**Your task**
Using the material below, return exactly the lines between the one holding "pub struct TaskRecord" and the one holding "pub fn track(&self, task: &Task)", inclusive, and no others.

**Given records**
◆ ◆ ◆ ◆

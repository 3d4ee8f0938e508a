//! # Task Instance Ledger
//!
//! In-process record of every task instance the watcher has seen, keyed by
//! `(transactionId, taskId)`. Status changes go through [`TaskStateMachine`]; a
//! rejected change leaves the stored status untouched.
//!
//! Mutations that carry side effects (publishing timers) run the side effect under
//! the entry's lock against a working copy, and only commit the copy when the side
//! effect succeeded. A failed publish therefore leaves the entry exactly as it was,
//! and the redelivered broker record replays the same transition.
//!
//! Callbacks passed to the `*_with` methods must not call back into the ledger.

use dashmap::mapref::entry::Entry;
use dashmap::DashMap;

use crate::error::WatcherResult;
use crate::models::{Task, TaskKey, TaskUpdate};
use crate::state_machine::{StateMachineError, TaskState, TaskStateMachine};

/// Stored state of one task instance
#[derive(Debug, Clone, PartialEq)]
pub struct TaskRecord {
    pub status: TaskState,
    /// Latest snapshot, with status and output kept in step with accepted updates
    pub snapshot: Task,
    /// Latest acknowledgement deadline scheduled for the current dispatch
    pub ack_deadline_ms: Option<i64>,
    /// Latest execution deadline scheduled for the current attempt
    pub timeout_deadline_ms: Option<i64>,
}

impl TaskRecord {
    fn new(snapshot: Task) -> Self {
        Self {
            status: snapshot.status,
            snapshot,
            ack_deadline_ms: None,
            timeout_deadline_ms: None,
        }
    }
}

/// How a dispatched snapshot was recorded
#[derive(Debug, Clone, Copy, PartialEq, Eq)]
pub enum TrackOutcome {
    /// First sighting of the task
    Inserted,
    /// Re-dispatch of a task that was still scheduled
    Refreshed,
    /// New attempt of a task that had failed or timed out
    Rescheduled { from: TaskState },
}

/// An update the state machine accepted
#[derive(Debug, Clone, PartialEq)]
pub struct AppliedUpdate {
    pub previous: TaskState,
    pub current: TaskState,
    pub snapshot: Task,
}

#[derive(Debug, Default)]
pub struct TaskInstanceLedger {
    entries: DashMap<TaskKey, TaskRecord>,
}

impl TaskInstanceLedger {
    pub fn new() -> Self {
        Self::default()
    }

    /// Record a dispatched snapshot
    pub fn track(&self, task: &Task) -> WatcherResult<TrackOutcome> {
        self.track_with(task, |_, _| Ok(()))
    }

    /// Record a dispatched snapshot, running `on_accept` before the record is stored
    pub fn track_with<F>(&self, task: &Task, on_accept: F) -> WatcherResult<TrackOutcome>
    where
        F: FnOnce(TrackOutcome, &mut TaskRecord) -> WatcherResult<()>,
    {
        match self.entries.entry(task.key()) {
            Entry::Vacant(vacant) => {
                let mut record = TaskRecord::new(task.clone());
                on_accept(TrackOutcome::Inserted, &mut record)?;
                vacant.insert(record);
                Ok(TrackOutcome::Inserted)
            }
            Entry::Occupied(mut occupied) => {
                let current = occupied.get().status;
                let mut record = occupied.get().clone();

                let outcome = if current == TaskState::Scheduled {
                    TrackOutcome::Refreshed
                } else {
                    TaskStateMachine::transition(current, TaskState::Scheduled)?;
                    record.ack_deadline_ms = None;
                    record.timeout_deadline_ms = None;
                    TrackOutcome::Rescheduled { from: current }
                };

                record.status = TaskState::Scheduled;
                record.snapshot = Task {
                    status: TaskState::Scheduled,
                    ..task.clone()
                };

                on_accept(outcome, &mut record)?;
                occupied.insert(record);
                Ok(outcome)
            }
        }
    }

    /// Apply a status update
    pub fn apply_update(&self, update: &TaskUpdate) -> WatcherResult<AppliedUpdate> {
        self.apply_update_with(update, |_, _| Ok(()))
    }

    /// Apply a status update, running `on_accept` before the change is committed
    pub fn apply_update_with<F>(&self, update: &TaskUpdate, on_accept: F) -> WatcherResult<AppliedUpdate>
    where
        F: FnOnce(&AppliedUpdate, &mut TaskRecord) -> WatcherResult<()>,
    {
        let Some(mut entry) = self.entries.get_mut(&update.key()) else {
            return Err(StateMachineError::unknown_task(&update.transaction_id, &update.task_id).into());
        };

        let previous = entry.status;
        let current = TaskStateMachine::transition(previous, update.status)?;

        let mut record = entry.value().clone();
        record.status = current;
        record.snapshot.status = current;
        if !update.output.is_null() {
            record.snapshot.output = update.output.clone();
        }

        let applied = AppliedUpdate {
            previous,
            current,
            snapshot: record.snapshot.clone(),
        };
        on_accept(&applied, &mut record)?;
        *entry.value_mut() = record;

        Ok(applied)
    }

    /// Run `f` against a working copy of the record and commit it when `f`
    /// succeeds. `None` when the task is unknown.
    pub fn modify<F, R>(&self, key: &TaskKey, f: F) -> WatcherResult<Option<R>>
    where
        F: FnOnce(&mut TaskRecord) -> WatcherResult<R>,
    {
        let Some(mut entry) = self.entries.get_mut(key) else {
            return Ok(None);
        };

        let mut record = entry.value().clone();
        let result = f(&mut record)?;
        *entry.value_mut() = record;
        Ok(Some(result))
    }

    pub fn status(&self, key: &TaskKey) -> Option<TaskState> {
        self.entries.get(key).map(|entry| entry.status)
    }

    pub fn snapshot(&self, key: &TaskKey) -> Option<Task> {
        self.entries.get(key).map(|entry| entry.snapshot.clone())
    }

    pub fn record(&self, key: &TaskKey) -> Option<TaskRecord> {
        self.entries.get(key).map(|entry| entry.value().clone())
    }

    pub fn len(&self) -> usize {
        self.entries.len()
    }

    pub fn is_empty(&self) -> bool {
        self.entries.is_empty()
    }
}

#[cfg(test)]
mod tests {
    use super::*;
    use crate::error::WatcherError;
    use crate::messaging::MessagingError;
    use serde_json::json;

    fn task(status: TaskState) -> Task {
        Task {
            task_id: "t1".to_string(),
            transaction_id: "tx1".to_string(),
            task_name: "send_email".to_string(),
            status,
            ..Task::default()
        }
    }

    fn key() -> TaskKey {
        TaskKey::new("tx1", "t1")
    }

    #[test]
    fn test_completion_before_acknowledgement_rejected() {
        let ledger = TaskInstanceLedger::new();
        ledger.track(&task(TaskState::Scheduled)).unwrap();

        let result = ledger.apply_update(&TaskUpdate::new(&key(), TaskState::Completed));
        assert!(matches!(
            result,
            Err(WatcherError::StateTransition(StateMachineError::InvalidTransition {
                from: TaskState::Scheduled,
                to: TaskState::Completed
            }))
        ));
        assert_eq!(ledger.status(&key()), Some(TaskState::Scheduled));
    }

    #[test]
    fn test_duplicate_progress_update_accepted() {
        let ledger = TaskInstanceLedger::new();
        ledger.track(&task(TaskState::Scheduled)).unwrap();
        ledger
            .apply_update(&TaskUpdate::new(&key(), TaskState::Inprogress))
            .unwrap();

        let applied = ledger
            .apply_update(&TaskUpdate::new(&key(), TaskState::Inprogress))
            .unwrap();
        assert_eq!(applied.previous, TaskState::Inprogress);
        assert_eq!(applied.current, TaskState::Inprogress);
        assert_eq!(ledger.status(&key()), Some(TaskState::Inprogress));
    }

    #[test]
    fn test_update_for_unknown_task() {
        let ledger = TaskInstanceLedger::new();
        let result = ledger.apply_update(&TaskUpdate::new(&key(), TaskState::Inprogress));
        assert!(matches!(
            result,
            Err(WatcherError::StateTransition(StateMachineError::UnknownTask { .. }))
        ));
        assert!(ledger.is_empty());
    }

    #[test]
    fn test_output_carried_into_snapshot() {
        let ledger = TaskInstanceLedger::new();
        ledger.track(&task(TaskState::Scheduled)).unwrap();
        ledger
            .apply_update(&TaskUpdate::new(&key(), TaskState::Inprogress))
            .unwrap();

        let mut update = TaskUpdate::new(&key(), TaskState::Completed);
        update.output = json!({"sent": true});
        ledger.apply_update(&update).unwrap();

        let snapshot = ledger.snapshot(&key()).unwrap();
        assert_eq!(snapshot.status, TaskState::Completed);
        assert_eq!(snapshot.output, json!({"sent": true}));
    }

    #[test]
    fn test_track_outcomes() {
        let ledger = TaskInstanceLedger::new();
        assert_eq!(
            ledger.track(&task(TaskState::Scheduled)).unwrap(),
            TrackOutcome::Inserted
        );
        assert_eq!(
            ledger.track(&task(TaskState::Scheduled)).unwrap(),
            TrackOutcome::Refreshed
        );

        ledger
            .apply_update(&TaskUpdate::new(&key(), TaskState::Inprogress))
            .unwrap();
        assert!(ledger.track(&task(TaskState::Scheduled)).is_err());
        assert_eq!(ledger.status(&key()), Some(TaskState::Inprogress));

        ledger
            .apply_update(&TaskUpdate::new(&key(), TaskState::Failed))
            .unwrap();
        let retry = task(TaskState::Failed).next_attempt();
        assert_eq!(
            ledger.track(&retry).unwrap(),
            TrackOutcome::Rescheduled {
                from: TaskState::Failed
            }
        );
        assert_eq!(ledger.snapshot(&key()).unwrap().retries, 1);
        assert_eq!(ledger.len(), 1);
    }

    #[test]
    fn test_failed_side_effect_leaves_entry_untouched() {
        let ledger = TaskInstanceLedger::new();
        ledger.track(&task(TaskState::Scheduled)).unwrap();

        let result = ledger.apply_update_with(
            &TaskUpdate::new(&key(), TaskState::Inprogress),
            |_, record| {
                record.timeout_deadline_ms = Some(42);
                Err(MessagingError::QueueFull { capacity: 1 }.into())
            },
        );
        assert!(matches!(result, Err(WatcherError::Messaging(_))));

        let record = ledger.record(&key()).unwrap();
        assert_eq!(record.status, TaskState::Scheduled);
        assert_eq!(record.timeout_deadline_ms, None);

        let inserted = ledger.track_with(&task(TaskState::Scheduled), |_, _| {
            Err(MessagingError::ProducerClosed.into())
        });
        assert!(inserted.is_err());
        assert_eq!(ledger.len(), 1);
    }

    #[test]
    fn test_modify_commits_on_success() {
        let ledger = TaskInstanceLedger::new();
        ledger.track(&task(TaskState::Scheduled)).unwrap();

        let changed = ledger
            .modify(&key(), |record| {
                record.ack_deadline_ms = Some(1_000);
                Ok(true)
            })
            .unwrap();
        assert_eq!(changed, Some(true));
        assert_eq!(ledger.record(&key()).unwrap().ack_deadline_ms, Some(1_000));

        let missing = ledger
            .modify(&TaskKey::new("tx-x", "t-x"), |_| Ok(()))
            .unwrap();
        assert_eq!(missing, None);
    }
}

◆ ◆ ◆ ◆

**Problem solution**
pub struct TaskRecord {
    pub status: TaskState,
    /// Latest snapshot, with status and output kept in step with accepted updates
    pub snapshot: Task,
    /// Latest acknowledgement deadline scheduled for the current dispatch
    pub ack_deadline_ms: Option<i64>,
    /// Latest execution deadline scheduled for the current attempt
    pub timeout_deadline_ms: Option<i64>,
}

impl TaskRecord {
    fn new(snapshot: Task) -> Self {
        Self {
            status: snapshot.status,
            snapshot,
            ack_deadline_ms: None,
            timeout_deadline_ms: None,
        }
    }
}

/// How a dispatched snapshot was recorded
#[derive(Debug, Clone, Copy, PartialEq, Eq)]
pub enum TrackOutcome {
    /// First sighting of the task
    Inserted,
    /// Re-dispatch of a task that was still scheduled
    Refreshed,
    /// New attempt of a task that had failed or timed out
    Rescheduled { from: TaskState },
}

/// An update the state machine accepted
#[derive(Debug, Clone, PartialEq)]
pub struct AppliedUpdate {
    pub previous: TaskState,
    pub current: TaskState,
    pub snapshot: Task,
}

#[derive(Debug, Default)]
pub struct TaskInstanceLedger {
    entries: DashMap<TaskKey, TaskRecord>,
}

impl TaskInstanceLedger {
    pub fn new() -> Self {
        Self::default()
    }

    /// Record a dispatched snapshot
    pub fn track(&self, task: &Task) -> WatcherResult<TrackOutcome> {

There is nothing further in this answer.